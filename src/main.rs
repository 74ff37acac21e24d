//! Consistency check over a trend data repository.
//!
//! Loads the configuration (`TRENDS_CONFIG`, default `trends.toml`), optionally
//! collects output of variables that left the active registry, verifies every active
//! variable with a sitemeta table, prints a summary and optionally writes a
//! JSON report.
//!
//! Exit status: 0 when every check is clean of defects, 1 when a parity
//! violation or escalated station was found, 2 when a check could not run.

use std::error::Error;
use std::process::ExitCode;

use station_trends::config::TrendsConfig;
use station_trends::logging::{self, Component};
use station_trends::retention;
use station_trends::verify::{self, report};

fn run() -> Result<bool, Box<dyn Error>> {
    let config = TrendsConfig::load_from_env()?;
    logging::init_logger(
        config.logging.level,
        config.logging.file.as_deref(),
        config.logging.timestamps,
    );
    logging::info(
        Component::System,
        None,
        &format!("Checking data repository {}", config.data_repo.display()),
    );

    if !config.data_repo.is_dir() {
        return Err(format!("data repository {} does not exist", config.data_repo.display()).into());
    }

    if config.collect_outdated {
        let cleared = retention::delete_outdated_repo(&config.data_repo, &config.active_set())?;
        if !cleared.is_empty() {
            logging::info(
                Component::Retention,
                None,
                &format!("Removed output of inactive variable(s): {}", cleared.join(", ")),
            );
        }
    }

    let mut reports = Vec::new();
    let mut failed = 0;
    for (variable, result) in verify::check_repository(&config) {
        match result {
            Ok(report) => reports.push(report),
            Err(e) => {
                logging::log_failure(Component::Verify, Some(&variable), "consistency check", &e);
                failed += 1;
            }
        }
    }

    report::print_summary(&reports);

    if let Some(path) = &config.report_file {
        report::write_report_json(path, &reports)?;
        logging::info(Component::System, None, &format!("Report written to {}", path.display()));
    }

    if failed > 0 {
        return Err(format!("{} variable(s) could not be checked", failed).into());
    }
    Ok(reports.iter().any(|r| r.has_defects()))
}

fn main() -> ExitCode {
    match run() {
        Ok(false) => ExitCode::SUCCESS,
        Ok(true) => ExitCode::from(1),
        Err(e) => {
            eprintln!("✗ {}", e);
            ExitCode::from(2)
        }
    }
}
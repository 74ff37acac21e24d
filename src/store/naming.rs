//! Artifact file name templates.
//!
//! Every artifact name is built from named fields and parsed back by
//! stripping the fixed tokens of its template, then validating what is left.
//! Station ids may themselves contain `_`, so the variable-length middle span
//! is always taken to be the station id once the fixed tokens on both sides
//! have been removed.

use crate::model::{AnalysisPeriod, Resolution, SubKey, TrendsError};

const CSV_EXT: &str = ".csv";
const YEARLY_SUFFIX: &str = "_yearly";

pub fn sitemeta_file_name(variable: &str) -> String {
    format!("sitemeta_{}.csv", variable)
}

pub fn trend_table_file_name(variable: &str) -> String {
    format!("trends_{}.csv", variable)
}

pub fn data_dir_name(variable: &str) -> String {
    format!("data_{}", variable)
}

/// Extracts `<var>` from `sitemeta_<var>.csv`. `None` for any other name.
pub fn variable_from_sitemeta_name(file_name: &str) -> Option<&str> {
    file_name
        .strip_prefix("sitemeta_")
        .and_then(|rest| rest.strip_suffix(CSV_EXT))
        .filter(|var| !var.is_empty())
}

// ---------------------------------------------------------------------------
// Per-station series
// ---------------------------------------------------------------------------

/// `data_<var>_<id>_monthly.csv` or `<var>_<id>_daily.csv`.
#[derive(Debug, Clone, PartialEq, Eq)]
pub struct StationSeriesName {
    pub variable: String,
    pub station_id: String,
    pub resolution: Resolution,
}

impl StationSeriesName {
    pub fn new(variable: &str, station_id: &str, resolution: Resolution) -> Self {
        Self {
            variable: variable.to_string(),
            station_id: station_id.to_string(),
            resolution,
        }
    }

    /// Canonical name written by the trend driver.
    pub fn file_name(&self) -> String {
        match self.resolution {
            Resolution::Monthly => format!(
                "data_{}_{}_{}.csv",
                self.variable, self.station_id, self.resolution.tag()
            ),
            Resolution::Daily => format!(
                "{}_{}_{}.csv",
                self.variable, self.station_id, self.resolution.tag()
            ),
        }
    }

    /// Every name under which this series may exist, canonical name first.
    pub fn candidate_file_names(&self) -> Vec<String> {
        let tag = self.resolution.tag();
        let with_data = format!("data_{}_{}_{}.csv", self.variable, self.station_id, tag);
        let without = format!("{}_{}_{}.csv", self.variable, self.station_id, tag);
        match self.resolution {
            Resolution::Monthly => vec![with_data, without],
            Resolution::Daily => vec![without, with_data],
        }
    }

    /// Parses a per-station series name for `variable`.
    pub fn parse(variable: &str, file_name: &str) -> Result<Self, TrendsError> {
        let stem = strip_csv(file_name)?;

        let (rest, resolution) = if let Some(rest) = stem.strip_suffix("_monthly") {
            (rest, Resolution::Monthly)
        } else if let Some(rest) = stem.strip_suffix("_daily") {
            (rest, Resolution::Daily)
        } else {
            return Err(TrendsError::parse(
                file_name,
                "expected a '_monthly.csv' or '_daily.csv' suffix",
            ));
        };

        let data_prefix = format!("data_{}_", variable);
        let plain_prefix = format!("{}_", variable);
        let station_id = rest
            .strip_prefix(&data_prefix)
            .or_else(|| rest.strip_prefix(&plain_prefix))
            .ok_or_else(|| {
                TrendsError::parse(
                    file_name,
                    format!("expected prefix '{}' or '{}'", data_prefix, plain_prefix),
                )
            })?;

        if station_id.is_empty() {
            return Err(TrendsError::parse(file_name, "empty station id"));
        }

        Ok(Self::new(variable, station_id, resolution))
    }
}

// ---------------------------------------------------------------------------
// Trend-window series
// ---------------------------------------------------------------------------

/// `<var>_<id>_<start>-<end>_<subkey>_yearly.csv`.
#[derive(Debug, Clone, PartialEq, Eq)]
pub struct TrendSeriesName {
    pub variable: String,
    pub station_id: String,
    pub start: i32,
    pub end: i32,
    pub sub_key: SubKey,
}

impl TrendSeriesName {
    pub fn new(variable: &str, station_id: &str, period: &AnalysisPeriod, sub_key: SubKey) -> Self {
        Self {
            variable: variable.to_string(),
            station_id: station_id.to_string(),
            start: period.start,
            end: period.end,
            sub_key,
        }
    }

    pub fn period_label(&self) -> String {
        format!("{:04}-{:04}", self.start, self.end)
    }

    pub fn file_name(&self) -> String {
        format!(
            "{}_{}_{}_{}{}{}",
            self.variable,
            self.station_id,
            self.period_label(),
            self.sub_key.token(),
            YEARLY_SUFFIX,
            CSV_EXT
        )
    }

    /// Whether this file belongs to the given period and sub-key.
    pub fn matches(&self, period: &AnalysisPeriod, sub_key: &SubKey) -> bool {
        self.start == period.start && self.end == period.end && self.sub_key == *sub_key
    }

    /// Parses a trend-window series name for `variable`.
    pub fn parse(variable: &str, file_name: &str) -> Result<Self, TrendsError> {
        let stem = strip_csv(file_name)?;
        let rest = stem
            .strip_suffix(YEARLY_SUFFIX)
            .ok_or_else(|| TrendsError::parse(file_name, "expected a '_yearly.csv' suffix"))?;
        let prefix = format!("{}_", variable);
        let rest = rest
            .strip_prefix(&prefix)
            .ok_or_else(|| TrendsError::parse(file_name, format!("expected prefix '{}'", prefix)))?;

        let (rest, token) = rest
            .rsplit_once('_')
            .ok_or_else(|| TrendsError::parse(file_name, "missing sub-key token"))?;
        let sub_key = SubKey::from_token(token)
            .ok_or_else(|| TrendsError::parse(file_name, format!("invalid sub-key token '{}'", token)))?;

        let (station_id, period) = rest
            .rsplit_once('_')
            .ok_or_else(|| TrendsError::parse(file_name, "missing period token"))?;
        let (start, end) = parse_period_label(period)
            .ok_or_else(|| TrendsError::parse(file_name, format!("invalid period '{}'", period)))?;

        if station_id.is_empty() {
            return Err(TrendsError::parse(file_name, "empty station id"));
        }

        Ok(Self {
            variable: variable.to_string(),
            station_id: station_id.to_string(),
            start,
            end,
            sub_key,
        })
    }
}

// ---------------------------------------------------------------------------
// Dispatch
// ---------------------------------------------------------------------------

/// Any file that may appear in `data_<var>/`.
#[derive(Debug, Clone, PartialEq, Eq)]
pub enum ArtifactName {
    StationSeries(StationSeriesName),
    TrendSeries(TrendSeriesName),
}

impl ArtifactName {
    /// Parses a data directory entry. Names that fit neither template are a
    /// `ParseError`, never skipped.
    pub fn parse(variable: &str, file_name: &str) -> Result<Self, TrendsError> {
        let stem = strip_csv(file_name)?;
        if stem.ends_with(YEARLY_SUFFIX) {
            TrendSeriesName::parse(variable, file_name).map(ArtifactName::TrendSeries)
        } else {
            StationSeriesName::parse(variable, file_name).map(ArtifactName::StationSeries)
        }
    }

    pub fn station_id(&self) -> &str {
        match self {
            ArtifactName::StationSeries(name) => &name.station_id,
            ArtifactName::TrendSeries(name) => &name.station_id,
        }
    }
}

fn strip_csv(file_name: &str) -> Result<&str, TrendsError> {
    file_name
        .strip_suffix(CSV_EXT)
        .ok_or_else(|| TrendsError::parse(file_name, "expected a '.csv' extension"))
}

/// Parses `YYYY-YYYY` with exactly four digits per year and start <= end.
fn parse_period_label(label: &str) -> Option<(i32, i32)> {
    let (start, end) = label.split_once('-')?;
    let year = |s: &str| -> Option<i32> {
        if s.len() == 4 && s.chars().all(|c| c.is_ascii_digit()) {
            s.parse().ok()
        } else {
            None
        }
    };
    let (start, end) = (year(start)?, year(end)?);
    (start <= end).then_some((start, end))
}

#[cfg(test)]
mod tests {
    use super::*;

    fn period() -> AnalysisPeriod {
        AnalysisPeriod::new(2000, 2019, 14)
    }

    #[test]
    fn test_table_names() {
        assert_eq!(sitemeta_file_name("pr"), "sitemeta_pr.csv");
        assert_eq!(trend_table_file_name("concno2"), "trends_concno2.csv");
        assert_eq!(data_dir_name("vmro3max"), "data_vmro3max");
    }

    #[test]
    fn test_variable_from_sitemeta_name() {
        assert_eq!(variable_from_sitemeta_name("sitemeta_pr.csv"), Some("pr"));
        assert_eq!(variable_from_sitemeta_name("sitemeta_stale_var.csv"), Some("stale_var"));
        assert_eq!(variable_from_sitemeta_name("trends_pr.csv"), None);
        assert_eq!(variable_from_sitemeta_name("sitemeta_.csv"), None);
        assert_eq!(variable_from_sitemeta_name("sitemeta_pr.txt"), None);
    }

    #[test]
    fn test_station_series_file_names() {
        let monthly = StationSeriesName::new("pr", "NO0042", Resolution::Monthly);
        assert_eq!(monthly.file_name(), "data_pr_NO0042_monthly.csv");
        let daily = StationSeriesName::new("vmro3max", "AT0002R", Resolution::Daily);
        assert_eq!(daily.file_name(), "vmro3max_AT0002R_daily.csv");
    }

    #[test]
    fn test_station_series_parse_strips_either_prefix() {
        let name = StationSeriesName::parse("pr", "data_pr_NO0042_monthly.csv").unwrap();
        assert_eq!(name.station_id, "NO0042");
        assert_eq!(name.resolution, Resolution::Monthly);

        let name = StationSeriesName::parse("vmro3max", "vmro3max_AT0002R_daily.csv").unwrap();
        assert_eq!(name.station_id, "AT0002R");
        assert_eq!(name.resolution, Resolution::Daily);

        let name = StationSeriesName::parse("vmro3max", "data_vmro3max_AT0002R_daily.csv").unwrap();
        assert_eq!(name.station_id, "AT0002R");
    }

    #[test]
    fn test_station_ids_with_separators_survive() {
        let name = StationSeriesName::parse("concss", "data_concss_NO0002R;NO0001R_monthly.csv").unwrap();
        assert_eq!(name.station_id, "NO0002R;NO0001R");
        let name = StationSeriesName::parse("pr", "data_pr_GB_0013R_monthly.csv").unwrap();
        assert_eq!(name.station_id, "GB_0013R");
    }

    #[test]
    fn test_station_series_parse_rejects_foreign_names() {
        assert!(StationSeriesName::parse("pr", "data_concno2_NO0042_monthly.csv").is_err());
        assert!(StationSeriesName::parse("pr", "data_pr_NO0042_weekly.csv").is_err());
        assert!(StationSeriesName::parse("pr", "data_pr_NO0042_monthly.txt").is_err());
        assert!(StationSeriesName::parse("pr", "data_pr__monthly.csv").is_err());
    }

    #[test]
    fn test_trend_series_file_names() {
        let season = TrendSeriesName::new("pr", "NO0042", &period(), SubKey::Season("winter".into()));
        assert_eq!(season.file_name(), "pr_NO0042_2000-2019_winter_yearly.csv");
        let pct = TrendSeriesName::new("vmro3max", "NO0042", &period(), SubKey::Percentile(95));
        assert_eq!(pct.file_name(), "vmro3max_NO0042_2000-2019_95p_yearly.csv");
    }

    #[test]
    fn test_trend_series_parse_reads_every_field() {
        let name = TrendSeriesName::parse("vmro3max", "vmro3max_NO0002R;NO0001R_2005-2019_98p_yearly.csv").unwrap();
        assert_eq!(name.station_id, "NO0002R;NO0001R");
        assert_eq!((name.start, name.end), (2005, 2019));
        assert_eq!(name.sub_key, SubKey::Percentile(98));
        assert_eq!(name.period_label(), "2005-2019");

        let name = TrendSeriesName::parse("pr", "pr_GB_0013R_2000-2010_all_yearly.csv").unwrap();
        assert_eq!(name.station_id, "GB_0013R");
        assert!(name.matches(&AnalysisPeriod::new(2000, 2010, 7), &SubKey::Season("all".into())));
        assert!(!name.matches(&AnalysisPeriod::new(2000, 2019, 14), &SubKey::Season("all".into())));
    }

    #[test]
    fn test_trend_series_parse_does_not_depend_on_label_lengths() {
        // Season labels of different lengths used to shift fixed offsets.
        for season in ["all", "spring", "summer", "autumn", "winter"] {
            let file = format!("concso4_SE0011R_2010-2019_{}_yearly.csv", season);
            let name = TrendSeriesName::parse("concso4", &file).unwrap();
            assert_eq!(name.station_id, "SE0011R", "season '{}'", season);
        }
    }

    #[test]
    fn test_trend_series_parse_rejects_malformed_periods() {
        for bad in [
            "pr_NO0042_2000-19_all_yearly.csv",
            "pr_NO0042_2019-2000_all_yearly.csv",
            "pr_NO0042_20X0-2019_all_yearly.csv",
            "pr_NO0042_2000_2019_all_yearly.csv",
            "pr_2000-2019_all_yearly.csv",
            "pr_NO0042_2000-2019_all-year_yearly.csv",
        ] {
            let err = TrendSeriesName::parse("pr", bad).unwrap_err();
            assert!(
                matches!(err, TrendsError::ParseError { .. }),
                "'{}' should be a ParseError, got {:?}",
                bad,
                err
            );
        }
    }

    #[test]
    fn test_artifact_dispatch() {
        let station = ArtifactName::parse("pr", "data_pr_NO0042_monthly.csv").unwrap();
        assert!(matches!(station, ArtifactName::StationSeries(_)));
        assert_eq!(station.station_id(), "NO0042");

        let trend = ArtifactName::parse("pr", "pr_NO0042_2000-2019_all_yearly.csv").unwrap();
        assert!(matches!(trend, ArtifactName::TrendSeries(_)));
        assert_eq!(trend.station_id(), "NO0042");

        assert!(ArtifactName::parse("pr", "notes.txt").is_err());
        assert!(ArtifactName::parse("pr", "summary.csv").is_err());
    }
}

Task item → Copy out each line of the data containing the string "Component".

Output →
use station_trends::logging::{self, Component};
        Component::System,
                Component::Retention,
                logging::log_failure(Component::Verify, Some(&variable), "consistency check", &e);
        logging::info(Component::System, None, &format!("Report written to {}", path.display()));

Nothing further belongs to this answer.